Department of Mathematical Sciences "G. L. Lagrange", Politecnico di Torino, Corso Duca degli Abruzzi 24, 10129, Torino, Italy.
J Math Biol. 2023 Mar 27;86(4):61. doi: 10.1007/s00285-023-01901-z.
The viral load is known to be a chief predictor of the risk of transmission of infectious diseases. In this work, we investigate the role of the individuals' viral load in the disease transmission by proposing a new susceptible-infectious-recovered epidemic model for the densities and mean viral loads of each compartment. To this aim, we formally derive the compartmental model from an appropriate microscopic one. Firstly, we consider a multi-agent system in which individuals are identified by the epidemiological compartment to which they belong and by their viral load. Microscopic rules describe both the switch of compartment and the evolution of the viral load. In particular, in the binary interactions between susceptible and infectious individuals, the probability for the susceptible individual to get infected depends on the viral load of the infectious individual. Then, we implement the prescribed microscopic dynamics in appropriate kinetic equations, from which the macroscopic equations for the densities and viral load momentum of the compartments are eventually derived. In the macroscopic model, the rate of disease transmission turns out to be a function of the mean viral load of the infectious population. We analytically and numerically investigate the case that the transmission rate linearly depends on the viral load, which is compared to the classical case of constant transmission rate. A qualitative analysis is performed based on stability and bifurcation theory. Finally, numerical investigations concerning the model reproduction number and the epidemic dynamics are presented.
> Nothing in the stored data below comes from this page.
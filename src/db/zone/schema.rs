use crate::geometry::Coordinate;
use crate::zone::{TariffBand, Zone};
use crate::{Error, Result};
use geojson::{Feature, GeoJson, Geometry, Value};
use rusqlite::types::Type;
use rusqlite::Row;
use time::OffsetDateTime;

pub const TABLE_NAME: &str = "zone";

pub enum Columns {
    Id,
    Name,
    Description,
    Color,
    Active,
    Polygon,
    CentroidLat,
    CentroidLon,
    CoverageRadiusKm,
    TariffBands,
    CreatedAt,
    UpdatedAt,
}

impl Columns {
    pub fn as_str(&self) -> &'static str {
        match self {
            Columns::Id => "id",
            Columns::Name => "name",
            Columns::Description => "description",
            Columns::Color => "color",
            Columns::Active => "active",
            Columns::Polygon => "polygon",
            Columns::CentroidLat => "centroid_lat",
            Columns::CentroidLon => "centroid_lon",
            Columns::CoverageRadiusKm => "coverage_radius_km",
            Columns::TariffBands => "tariff_bands",
            Columns::CreatedAt => "created_at",
            Columns::UpdatedAt => "updated_at",
        }
    }
}

/// A persisted zone definition. Rows are not validated on read, the registry
/// does that when it loads them.
#[derive(Debug, Clone, PartialEq)]
pub struct ZoneRecord {
    pub zone: Zone,
    pub created_at: OffsetDateTime,
    pub updated_at: OffsetDateTime,
}

impl ZoneRecord {
    pub fn projection() -> String {
        [
            Columns::Id,
            Columns::Name,
            Columns::Description,
            Columns::Color,
            Columns::Active,
            Columns::Polygon,
            Columns::CentroidLat,
            Columns::CentroidLon,
            Columns::CoverageRadiusKm,
            Columns::TariffBands,
            Columns::CreatedAt,
            Columns::UpdatedAt,
        ]
        .iter()
        .map(Columns::as_str)
        .collect::<Vec<_>>()
        .join(", ")
    }

    pub fn mapper() -> fn(&Row) -> rusqlite::Result<ZoneRecord> {
        |row: &Row| -> rusqlite::Result<ZoneRecord> {
            let polygon: String = row.get(5)?;
            let polygon = polygon_from_geo_json(&polygon)
                .map_err(|e| {
                    rusqlite::Error::FromSqlConversionFailure(5, Type::Text, e.to_string().into())
                })?;
            let tariff_bands: String = row.get(9)?;
            let tariff_bands: Vec<TariffBand> = serde_json::from_str(&tariff_bands)
                .map_err(|e| rusqlite::Error::FromSqlConversionFailure(9, Type::Text, Box::new(e)))?;
            Ok(ZoneRecord {
                zone: Zone {
                    id: row.get(0)?,
                    name: row.get(1)?,
                    description: row.get(2)?,
                    color: row.get(3)?,
                    active: row.get(4)?,
                    polygon,
                    centroid: Coordinate::new(row.get(6)?, row.get(7)?),
                    coverage_radius_km: row.get(8)?,
                    tariff_bands,
                },
                created_at: row.get(10)?,
                updated_at: row.get(11)?,
            })
        }
    }
}

/// Ring as a GeoJSON Polygon geometry, positions are [lon, lat]
pub fn polygon_to_geo_json(ring: &[Coordinate]) -> Result<String> {
    let positions = ring
        .iter()
        .map(|it| vec![it.longitude, it.latitude])
        .collect();
    let geometry = Geometry::new(Value::Polygon(vec![positions]));
    Ok(serde_json::to_string(&geometry)?)
}

pub fn polygon_from_geo_json(geo_json: &str) -> Result<Vec<Coordinate>> {
    let geometry = match geo_json.parse::<GeoJson>()? {
        GeoJson::Geometry(it) => it,
        GeoJson::Feature(Feature {
            geometry: Some(it), ..
        }) => it,
        _ => {
            return Err(Error::InvalidZoneConfig(
                "zone geo_json has no geometry".into(),
            ))
        }
    };
    let Value::Polygon(rings) = geometry.value else {
        return Err(Error::InvalidZoneConfig(
            "zone geometry is not a polygon".into(),
        ));
    };
    let Some(exterior) = rings.into_iter().next() else {
        return Err(Error::InvalidZoneConfig("zone polygon has no rings".into()));
    };
    exterior
        .into_iter()
        .map(|position| match position.as_slice() {
            [lon, lat, ..] => Ok(Coordinate::new(*lat, *lon)),
            _ => Err(Error::InvalidZoneConfig(
                "zone polygon has a position without coordinates".into(),
            )),
        })
        .collect()
}
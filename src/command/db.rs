use crate::db::migration;
use crate::{Error, Result};
use rusqlite::Connection;
use tracing::info;

pub fn run(args: &[String], conn: &mut Connection) -> Result<()> {
    let Some(first_arg) = args.first() else {
        return Err(Error::Cli("No DB actions passed".into()));
    };
    match first_arg.as_str() {
        "migrate" => {
            let version = migration::run(conn)?;
            info!(version, "Database is up to date");
        }
        _ => return Err(Error::Cli(format!("Unknown command: {first_arg}"))),
    }
    Ok(())
}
病毒载量是传染病传播风险的主要预测因子。在这项工作中,我们通过提出一个新的易感-感染-恢复的传染病模型来研究个体病毒载量在疾病传播中的作用,该模型用于每个隔间的密度和平均病毒载量。为此,我们从适当的微观模型中正式推导出该隔间模型。首先,我们考虑一个多主体系统,其中个体通过所属的流行病学隔间和他们的病毒载量来识别。微观规则描述了隔间的转换和病毒载量的演变。特别是,在易感个体和感染个体之间的二元相互作用中,易感个体感染的概率取决于感染个体的病毒载量。然后,我们将规定的微观动力学实施到适当的动力学方程中,从这些方程中最终推导出隔间密度和病毒载量动量的宏观方程。在宏观模型中,疾病传播的速度是感染人群平均病毒载量的函数。我们对线性依赖于病毒载量的传输率的情况进行了分析和数值研究,并与经典的恒定传输率情况进行了比较。基于稳定性和分岔理论进行了定性分析。最后,提出了关于模型繁殖数和流行动力学的数值研究。